在密室里,他独自一人,还有死去的母妃,这才能够将自己的真实情感释放出来。
想到母妃当年被齐国人五马分尸的惨状,他拳头紧握,额头上青筋暴起。
国仇家恨,他要一一还给那些人。
“母妃,你放心,我已经帮你找来了一双最美的手。
你的身体已经完整了,只要我再得到蛊王,就能让你起死回生。
到了那时,我们母子就会团聚了。”
说着说着,他的眼眶有些湿润,晶莹的泪花打着转,却强忍着没有流出。
他毅然决然地起身,又恢复了人前冷酷斯文的复杂面。
至于他内心的软弱,没有任何人能够知晓。
他比任何人都害怕失去,所以宁可得不到。
密室的门再度被打开,床榻上的女人依旧是安安静静地躺着。
头颅和脖子的交接处,断痕格外明显。
护卫见段衍从主屋内出来,立马恭敬行礼。
“见过将军。”
“备马,去长公主府。”
“是。
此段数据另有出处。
//! Bottom-up type resolution.
//!
//! Types are compared nominally with no coercion. A mismatch types the node as
//! [`Type::Error`] and is recorded as a [`TypeDiagnostic`]; it never aborts
//! the pass. An operand that is already error-typed poisons its parent
//! silently, so one bad leaf yields one diagnostic rather than one per
//! enclosing expression.
//!
//! Besides operators and assignments, a `return` is checked against its
//! function's declared type and each call argument against its parameter.

use std::fmt;
use std::str::FromStr;

use rustc_hash::FxHashMap;

use crate::ast::{Node, NodeKind, Type};
use crate::error::CompileResult;

/// One side of a mismatch, captured when the diagnostic is raised.
#[derive(Debug, Clone, PartialEq, Eq)]
pub struct Operand {
    pub text: String,
    pub ty: Type,
}

#[derive(Debug, Clone, PartialEq, Eq)]
pub struct TypeDiagnostic {
    pub kind: NodeKind,
    pub left: Operand,
    pub right: Operand,
}

impl fmt::Display for TypeDiagnostic {
    fn fmt(&self, f: &mut fmt::Formatter<'_>) -> fmt::Result {
        write!(
            f,
            "{} type error: {}({}) and {}({})",
            self.kind, self.left.text, self.left.ty, self.right.text, self.right.ty
        )
    }
}

/// Resolves the type of every expression, statement and declaration node.
pub fn check(program: &mut Node) -> CompileResult<Vec<TypeDiagnostic>> {
    let mut checker = TypeChecker {
        signatures: signatures(program)?,
        ..TypeChecker::default()
    };
    checker.visit(program)?;
    Ok(checker.diagnostics)
}

/// The error log artifact: one line per diagnostic, empty when there are none.
pub fn render_diagnostics(diagnostics: &[TypeDiagnostic]) -> String {
    diagnostics
        .iter()
        .map(|diagnostic| format!("{diagnostic}\n"))
        .collect()
}

/// Source-like text for an expression, used to name operands in diagnostics.
pub fn operand_text(node: &Node) -> String {
    match node.kind {
        NodeKind::AddOp | NodeKind::MultOp | NodeKind::AssignStat => {
            let op = if node.kind == NodeKind::AssignStat {
                "="
            } else {
                node.data.as_str()
            };
            match node.children.as_slice() {
                [left, right] => format!("{} {op} {}", operand_text(left), operand_text(right)),
                _ => node.kind.to_string(),
            }
        }
        NodeKind::FuncCall => {
            let callee = node
                .children
                .first()
                .map_or_else(|| node.data.clone(), |id| id.data.clone());
            let args = node
                .children
                .get(1)
                .map(|params| {
                    params
                        .children
                        .iter()
                        .map(operand_text)
                        .collect::<Vec<_>>()
                        .join(", ")
                })
                .unwrap_or_default();
            format!("{callee}({args})")
        }
        _ => node.data.clone(),
    }
}

/// Parameter names and declared types of every function, by function name.
///
/// Collected up front so a call may precede the definition it targets.
fn signatures(program: &Node) -> CompileResult<FxHashMap<String, Vec<Operand>>> {
    let mut signatures = FxHashMap::default();
    if program.kind != NodeKind::Program {
        return Ok(signatures);
    }
    let functions = program.child_of_kind(1, NodeKind::FuncDefList)?;
    for function in functions
        .children
        .iter()
        .filter(|node| node.kind == NodeKind::FuncDef)
    {
        let name = function.child_of_kind(1, NodeKind::Id)?.data.clone();
        let params = function
            .child_of_kind(2, NodeKind::ParamList)?
            .children
            .iter()
            .map(|decl| {
                Ok(Operand {
                    text: decl.child_of_kind(1, NodeKind::Id)?.data.clone(),
                    ty: Type::from_str(&decl.child_of_kind(0, NodeKind::Type)?.data)?,
                })
            })
            .collect::<CompileResult<Vec<_>>>()?;
        signatures.insert(name, params);
    }
    Ok(signatures)
}

/// Records a diagnostic when `actual` does not have the `expected` type.
/// Error-typed sides were reported where they arose and are skipped.
fn expect_type(
    diagnostics: &mut Vec<TypeDiagnostic>,
    kind: NodeKind,
    expected: &Operand,
    actual: Operand,
) {
    if expected.ty == Type::Error || actual.ty == Type::Error || expected.ty == actual.ty {
        return;
    }
    diagnostics.push(TypeDiagnostic {
        kind,
        left: expected.clone(),
        right: actual,
    });
}

#[derive(Default)]
struct TypeChecker {
    diagnostics: Vec<TypeDiagnostic>,
    signatures: FxHashMap<String, Vec<Operand>>,
    /// Name and declared return type of the function being checked.
    function: Option<Operand>,
}

impl TypeChecker {
    fn visit(&mut self, node: &mut Node) -> CompileResult<()> {
        if node.kind != NodeKind::FuncDef {
            return self.resolve(node);
        }
        let declared = Type::from_str(&node.child_of_kind(0, NodeKind::Type)?.data)?;
        let id = node.child_of_kind(1, NodeKind::Id)?;
        let current = Operand {
            text: id.data.clone(),
            ty: id.ty.unwrap_or(declared),
        };
        let enclosing = self.function.replace(current);
        let result = self.resolve(node);
        self.function = enclosing;
        result
    }

    fn resolve(&mut self, node: &mut Node) -> CompileResult<()> {
        for child in &mut node.children {
            self.visit(child)?;
        }

        match node.kind {
            NodeKind::Type => {
                node.ty = Some(Type::from_str(&node.data)?);
            }
            NodeKind::Id | NodeKind::Num => {
                // Supplied with the tree; operators below read them.
            }
            NodeKind::AddOp | NodeKind::MultOp | NodeKind::AssignStat => {
                node.expect_arity(2)?;
                let ty = self.binary(node)?;
                node.ty = Some(ty);
            }
            NodeKind::FuncCall => {
                let callee = node.child_of_kind(0, NodeKind::Id)?;
                let args = node.child_of_kind(1, NodeKind::ParamList)?;
                let ty = callee.resolved_type()?;
                let name = callee.data.clone();
                // A count mismatch is fatal in code generation.
                if let Some(params) = self.signatures.get(&name)
                    && params.len() == args.children.len()
                {
                    for (param, arg) in params.iter().zip(&args.children) {
                        let actual = Operand {
                            text: operand_text(arg),
                            ty: arg.resolved_type()?,
                        };
                        expect_type(&mut self.diagnostics, NodeKind::FuncCall, param, actual);
                    }
                }
                node.ty = Some(ty);
                node.data = name;
            }
            NodeKind::FuncDef => {
                let declared = node.child_of_kind(0, NodeKind::Type)?.resolved_type()?;
                let id = node.child_of_kind(1, NodeKind::Id)?;
                let ty = id.ty.unwrap_or(declared);
                let name = id.data.clone();
                node.ty = Some(ty);
                node.data = name;
            }
            NodeKind::ReturnStat => {
                let value = node.child(0)?;
                // Outside a function body this is fatal in code generation.
                if let Some(function) = &self.function {
                    let actual = Operand {
                        text: operand_text(value),
                        ty: value.resolved_type()?,
                    };
                    expect_type(&mut self.diagnostics, NodeKind::ReturnStat, function, actual);
                }
            }
            NodeKind::Program
            | NodeKind::ClassList
            | NodeKind::Class
            | NodeKind::FuncDefList
            | NodeKind::ParamList
            | NodeKind::StatBlock
            | NodeKind::ProgramBlock
            | NodeKind::VarDecl
            | NodeKind::DimList
            | NodeKind::Dim
            | NodeKind::PutStat => {}
        }
        Ok(())
    }

    fn binary(&mut self, node: &Node) -> CompileResult<Type> {
        let left = node.child(0)?;
        let right = node.child(1)?;
        let left_ty = left.resolved_type()?;
        let right_ty = right.resolved_type()?;

        if left_ty == Type::Error || right_ty == Type::Error {
            return Ok(Type::Error);
        }
        if left_ty == right_ty {
            return Ok(left_ty);
        }

        self.diagnostics.push(TypeDiagnostic {
            kind: node.kind,
            left: Operand {
                text: operand_text(left),
                ty: left_ty,
            },
            right: Operand {
                text: operand_text(right),
                ty: right_ty,
            },
        });
        Ok(Type::Error)
    }
}

#[cfg(test)]
mod tests {
    use super::*;
    use crate::ast;
    use crate::error::CompileError;
    use pretty_assertions::assert_eq;

    #[test]
    fn matching_operands_keep_their_type() {
        let mut node = ast::add("+", ast::id("a", Type::Int), ast::id("b", Type::Int));
        let diagnostics = check(&mut node).expect("check should succeed");

        assert!(diagnostics.is_empty());
        assert_eq!(node.ty, Some(Type::Int));
    }

    #[test]
    fn mismatch_yields_error_type_and_one_diagnostic() {
        let mut node = ast::add("+", ast::id("a", Type::Int), ast::id("b", Type::Float));
        let diagnostics = check(&mut node).expect("check should succeed");

        assert_eq!(node.ty, Some(Type::Error));
        assert_eq!(
            render_diagnostics(&diagnostics),
            "AddOp type error: a(int) and b(float)\n"
        );
    }

    #[test]
    fn error_operand_does_not_cascade() {
        let mut node = ast::assign(
            ast::id("x", Type::Int),
            ast::mult(
                "*",
                ast::add("+", ast::id("a", Type::Int), ast::num("1.5", Type::Float)),
                ast::id("c", Type::Float),
            ),
        );
        let diagnostics = check(&mut node).expect("check should succeed");

        assert_eq!(diagnostics.len(), 1);
        assert_eq!(diagnostics[0].kind, NodeKind::AddOp);
        assert_eq!(diagnostics[0].right.text, "1.5");
        assert_eq!(node.ty, Some(Type::Error));
        assert_eq!(node.children[1].ty, Some(Type::Error));
    }

    #[test]
    fn assignment_mismatch_names_whole_expressions() {
        let mut node = ast::assign(
            ast::id("x", Type::Float),
            ast::mult("*", ast::id("a", Type::Int), ast::id("b", Type::Int)),
        );
        let diagnostics = check(&mut node).expect("check should succeed");

        assert_eq!(
            diagnostics[0].to_string(),
            "AssignStat type error: x(float) and a * b(int)"
        );
    }

    #[test]
    fn call_and_definition_adopt_their_identifier() {
        let mut tree = ast::program(
            vec![],
            vec![ast::func_def(
                "float",
                "f",
                vec![ast::var_decl("int", "p", &[])],
                vec![ast::ret(ast::id("p", Type::Int))],
            )],
            vec![ast::put(ast::call(
                ast::id("f", Type::Float),
                vec![ast::num("2", Type::Int)],
            ))],
        );
        check(&mut tree).expect("check should succeed");

        let func_def = &tree.children[1].children[0];
        assert_eq!(func_def.data, "f");
        assert_eq!(func_def.ty, Some(Type::Float));
        assert_eq!(func_def.children[0].ty, Some(Type::Float));

        let call = &tree.children[2].children[0].children[0];
        assert_eq!(call.data, "f");
        assert_eq!(call.ty, Some(Type::Float));
        assert_eq!(operand_text(call), "f(2)");
    }

    #[test]
    fn return_value_must_match_declared_type() {
        let mut tree = ast::program(
            vec![],
            vec![
                ast::func_def(
                    "int",
                    "f",
                    vec![ast::var_decl("float", "x", &[])],
                    vec![ast::ret(ast::id("x", Type::Float))],
                ),
                ast::func_def(
                    "float",
                    "g",
                    vec![ast::var_decl("float", "y", &[])],
                    vec![ast::ret(ast::id("y", Type::Float))],
                ),
            ],
            vec![],
        );
        let diagnostics = check(&mut tree).expect("check should succeed");

        assert_eq!(
            render_diagnostics(&diagnostics),
            "ReturnStat type error: f(int) and x(float)\n"
        );
    }

    #[test]
    fn arguments_must_match_parameter_types() {
        let mut tree = ast::program(
            vec![],
            vec![ast::func_def(
                "int",
                "f",
                vec![
                    ast::var_decl("int", "p", &[]),
                    ast::var_decl("float", "q", &[]),
                ],
                vec![ast::ret(ast::id("p", Type::Int))],
            )],
            vec![ast::put(ast::call(
                ast::id("f", Type::Int),
                vec![
                    ast::id("b", Type::Float),
                    ast::add("+", ast::id("c", Type::Float), ast::id("d", Type::Float)),
                ],
            ))],
        );
        let diagnostics = check(&mut tree).expect("check should succeed");

        assert_eq!(
            render_diagnostics(&diagnostics),
            "FuncCall type error: p(int) and b(float)\n"
        );
        let call = &tree.children[2].children[0].children[0];
        assert_eq!(call.ty, Some(Type::Int));
    }

    #[test]
    fn error_typed_argument_and_return_are_not_reported_again() {
        let mut tree = ast::program(
            vec![],
            vec![ast::func_def(
                "int",
                "f",
                vec![ast::var_decl("int", "p", &[])],
                vec![ast::ret(ast::add(
                    "+",
                    ast::id("p", Type::Int),
                    ast::num("1.5", Type::Float),
                ))],
            )],
            vec![ast::put(ast::call(
                ast::id("f", Type::Int),
                vec![ast::mult("*", ast::num("2", Type::Int), ast::id("z", Type::Float))],
            ))],
        );
        let diagnostics = check(&mut tree).expect("check should succeed");

        let kinds: Vec<NodeKind> = diagnostics.iter().map(|d| d.kind).collect();
        assert_eq!(kinds, vec![NodeKind::AddOp, NodeKind::MultOp]);
    }

    #[test]
    fn call_with_wrong_arity_is_left_to_code_generation() {
        let mut tree = ast::program(
            vec![],
            vec![ast::func_def(
                "int",
                "f",
                vec![ast::var_decl("int", "p", &[])],
                vec![ast::ret(ast::id("p", Type::Int))],
            )],
            vec![ast::put(ast::call(
                ast::id("f", Type::Int),
                vec![ast::id("a", Type::Float), ast::id("b", Type::Float)],
            ))],
        );
        let diagnostics = check(&mut tree).expect("check should succeed");

        assert!(diagnostics.is_empty());
    }

    #[test]
    fn operand_without_type_is_fatal() {
        let mut node = ast::add(
            "+",
            Node::new(NodeKind::Id, "a", vec![]),
            ast::num("1", Type::Int),
        );
        let error = check(&mut node).expect_err("untyped identifier");
        assert_eq!(
            error,
            CompileError::MissingAttribute {
                kind: NodeKind::Id,
                data: "a".to_string(),
                attribute: "type",
            }
        );
    }
}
”
南疆的春日是短暂的,很快天气便炎热起来。
城中不少小摊小贩已经受不了日晒,每天一到正午,都见不到什么人。
火红的太阳炙烤着大地,河边的柳叶儿也都被晒成了卷儿。
府中的看门狗耷拉着脑袋,伸长了舌头,早就没了精神。
最惬意的当属河里嬉戏的孩童,浸泡在水中,幸得些凉爽。
长公主府的池塘很大,里面喂养着不少药花。
叶卿颜平日里看书看得久了,便会出来散散步,放松放松。
池子里除了花,还有鱼,金色的、七彩的鲤鱼,游跃于宽叶底,仿佛在跟人躲迷藏。
夏芝手里拿着投喂的鱼饵,跟在叶卿颜身后,往池子里扔一把。
她原以为郡主会想来喂鱼的,但是这几日观察下来,郡主似乎根本没这个嗜好。
虽然整个听雪苑,就属她跟着郡主最久,可她也并不了解郡主的生活习惯。
只知道郡主对什么都提不起兴趣,唯一干得多的,就是坐在院子里看书。
即便是来到池边散步,她也不知道郡主在想些什么。
总之,郡主跟其他的世家小姐实在是有着很大的区别。
叶卿颜走在池边,心却在齐国。
她想念自己的两个孩子,虽然知道他们两个被大皇子照顾得很好,但总是免不了想东想西。